TextRank:该算法是一种用于文本的基于图的排序算法。其基本思想来源于谷歌的PageRank算法,通过把文本分割成若干组成单元(单词、句子)并建立图模型,利用投票机制对文本中的重要成分进行排序,仅利用单篇文档本身的信息即可实现关键词提取。TextRank: This algorithm is a graph-based ranking algorithm for text. The basic idea comes from Google's PageRank algorithm. By dividing the text into several constituent units (words, sentences) and building a graph model, the voting mechanism is used to rank the important components in the text, and only the information of a single document itself can be used. Realize keyword extraction.
应用偏好:是对APP应用在用户喜好层面,重新划分的一种分类,与大部分应用商店的分类不同之处在于,这种分类更加贴近兴趣、爱好,比如:汽车发烧友、音乐爱好者等。Application preference: It is a classification of APP applications at the level of user preferences. The difference from most application store classifications is that this classification is closer to interests and hobbies, such as car enthusiasts, music lovers, etc.

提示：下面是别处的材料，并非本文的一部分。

//! Corpus construction from directories of bundle exports.

use std::fs::{self, OpenOptions};
use std::io::{self, BufRead, BufReader, Write};
use std::path::{Path, PathBuf};

use rand::Rng;
use tracing::{debug, info, warn};
use walkdir::WalkDir;

use crate::bundle::parse_bundle_file;
use crate::errors::PipelineError;
use crate::flatten::flatten_patient;
use crate::transform::NoiseInjector;
use crate::types::FlatLine;

/// Builds corpus files from a directory of bundle exports.
///
/// One builder drives both corpus passes; enumeration order is sorted by
/// file name so that line `i` of the original corpus and line `i` of the
/// transformed corpus always derive from the same source record.
pub struct CorpusBuilder {
    data_dir: PathBuf,
}

impl CorpusBuilder {
    /// Create a builder over the given source directory.
    pub fn new(data_dir: impl Into<PathBuf>) -> Self {
        Self {
            data_dir: data_dir.into(),
        }
    }

    /// Enumerate regular files directly under the data directory, sorted by
    /// file name. Subdirectories are not recursed; non-files are skipped.
    pub fn source_files(&self) -> Result<Vec<PathBuf>, PipelineError> {
        let mut files = Vec::new();
        for entry in WalkDir::new(&self.data_dir)
            .min_depth(1)
            .max_depth(1)
            .sort_by_file_name()
        {
            let entry = entry.map_err(io::Error::from)?;
            if entry.file_type().is_file() {
                files.push(entry.into_path());
            }
        }
        Ok(files)
    }

    /// Append one flattened line per patient found in the source directory
    /// to `out_path`, returning the number of lines written.
    ///
    /// With an injector, every line is the transformed variant. The output
    /// file is opened in append mode once per source file, so repeated runs
    /// accumulate; callers must delete stale output before regenerating. A
    /// source file that does not parse as a bundle aborts the whole pass.
    pub fn build_corpus<R: Rng + ?Sized>(
        &self,
        out_path: &Path,
        injector: Option<&NoiseInjector>,
        rng: &mut R,
    ) -> Result<usize, PipelineError> {
        if out_path.exists() {
            warn!(
                path = %out_path.display(),
                "output corpus already exists; append mode will accumulate lines"
            );
        }
        let files = self.source_files()?;
        // The corpus must exist even when the source directory holds no
        // files, so the read-back pass sees an empty corpus, not a missing
        // one.
        OpenOptions::new()
            .create(true)
            .append(true)
            .open(out_path)?;
        let total_files = files.len();
        let mut lines_written = 0;
        for (idx, file) in files.iter().enumerate() {
            debug!(
                file = %file.display(),
                index = idx + 1,
                total_files,
                "processing bundle file"
            );
            let patients = parse_bundle_file(file)?;
            let mut out = OpenOptions::new()
                .create(true)
                .append(true)
                .open(out_path)?;
            for patient in &patients {
                let line = match injector {
                    Some(injector) => injector.transform_patient(patient, rng),
                    None => flatten_patient(patient),
                };
                writeln!(out, "{line}")?;
                lines_written += 1;
            }
        }
        info!(
            path = %out_path.display(),
            lines = lines_written,
            transformed = injector.is_some(),
            "corpus pass complete"
        );
        Ok(lines_written)
    }
}

/// Read a corpus file in one buffered pass. The vector length is the line
/// count, so callers never re-open the file to count lines.
pub fn read_corpus_lines(path: &Path) -> Result<Vec<FlatLine>, PipelineError> {
    let file = fs::File::open(path)?;
    let mut lines = Vec::new();
    for line in BufReader::new(file).lines() {
        lines.push(line?);
    }
    Ok(lines)
}

#[cfg(test)]
mod tests {
    use super::*;
    use rand::SeedableRng;
    use rand::rngs::StdRng;
    use serde_json::json;

    fn write_bundle(dir: &Path, name: &str, families: &[&str]) {
        let entries: Vec<serde_json::Value> = families
            .iter()
            .enumerate()
            .map(|(idx, family)| {
                json!({ "resource": {
                    "resourceType": "Patient",
                    "id": format!("{family}-{idx}"),
                    "name": [{ "given": ["Pat"], "family": family }]
                } })
            })
            .collect();
        let bundle = json!({ "resourceType": "Bundle", "entry": entries });
        fs::write(dir.join(name), bundle.to_string()).unwrap();
    }

    #[test]
    fn source_files_are_sorted_and_shallow() {
        let temp = tempfile::tempdir().unwrap();
        let root = temp.path();
        write_bundle(root, "b.json", &["Beta"]);
        write_bundle(root, "a.json", &["Alpha"]);
        fs::create_dir(root.join("nested")).unwrap();
        write_bundle(&root.join("nested"), "c.json", &["Gamma"]);

        let files = CorpusBuilder::new(root).source_files().unwrap();
        let names: Vec<String> = files
            .iter()
            .map(|path| path.file_name().unwrap().to_string_lossy().into_owned())
            .collect();
        assert_eq!(names, vec!["a.json", "b.json"]);
    }

    #[test]
    fn corpus_lines_follow_file_then_record_order() {
        let temp = tempfile::tempdir().unwrap();
        let root = temp.path();
        write_bundle(root, "b.json", &["Third"]);
        write_bundle(root, "a.json", &["First", "Second"]);

        let out_dir = tempfile::tempdir().unwrap();
        let out = out_dir.path().join("corpus.txt");
        let mut rng = StdRng::seed_from_u64(1);
        let written = CorpusBuilder::new(root)
            .build_corpus(&out, None, &mut rng)
            .unwrap();
        assert_eq!(written, 3);

        let lines = read_corpus_lines(&out).unwrap();
        assert_eq!(lines.len(), 3);
        assert!(lines[0].contains("First"));
        assert!(lines[1].contains("Second"));
        assert!(lines[2].contains("Third"));
    }

    #[test]
    fn repeated_builds_accumulate_lines() {
        let temp = tempfile::tempdir().unwrap();
        let root = temp.path();
        write_bundle(root, "a.json", &["Solo"]);

        let out_dir = tempfile::tempdir().unwrap();
        let out = out_dir.path().join("corpus.txt");
        let builder = CorpusBuilder::new(root);
        let mut rng = StdRng::seed_from_u64(2);
        builder.build_corpus(&out, None, &mut rng).unwrap();
        builder.build_corpus(&out, None, &mut rng).unwrap();
        assert_eq!(read_corpus_lines(&out).unwrap().len(), 2);
    }

    #[test]
    fn unparsable_source_file_aborts_the_pass() {
        let temp = tempfile::tempdir().unwrap();
        let root = temp.path();
        fs::write(root.join("bad.json"), "not a bundle").unwrap();

        let out = root.join("corpus.txt");
        let mut rng = StdRng::seed_from_u64(3);
        let err = CorpusBuilder::new(root)
            .build_corpus(&out, None, &mut rng)
            .unwrap_err();
        assert!(matches!(err, PipelineError::MalformedBundle { .. }));
    }

    #[test]
    fn missing_data_directory_is_fatal() {
        let temp = tempfile::tempdir().unwrap();
        let missing = temp.path().join("absent");
        let err = CorpusBuilder::new(&missing).source_files().unwrap_err();
        assert!(matches!(err, PipelineError::Io(_)));
    }
}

如图1所示,本发明的一种基于TextRank的应用偏好文本分类方法,包括如下步骤:As shown in Figure 1, a TextRank-based application preference text classification method of the present invention includes the following steps:
S1、根据TextRank算法,生成每个应用(APP)的关键词:key_words字段,构成第一关键词库。S1. According to the TextRank algorithm, generate keywords for each application (APP): key_words field to form the first keyword database.
S2、根据已知的多个二级分类,标记种子关键词,每个分类标记一个种子关键词。所述多个二级分类是目前应用分类领域公认的75个分类。S2. According to the known multiple secondary classifications, the seed keywords are marked, and each classification is marked with a seed keyword. The multiple secondary classifications are currently 75 recognized classifications in the application classification field.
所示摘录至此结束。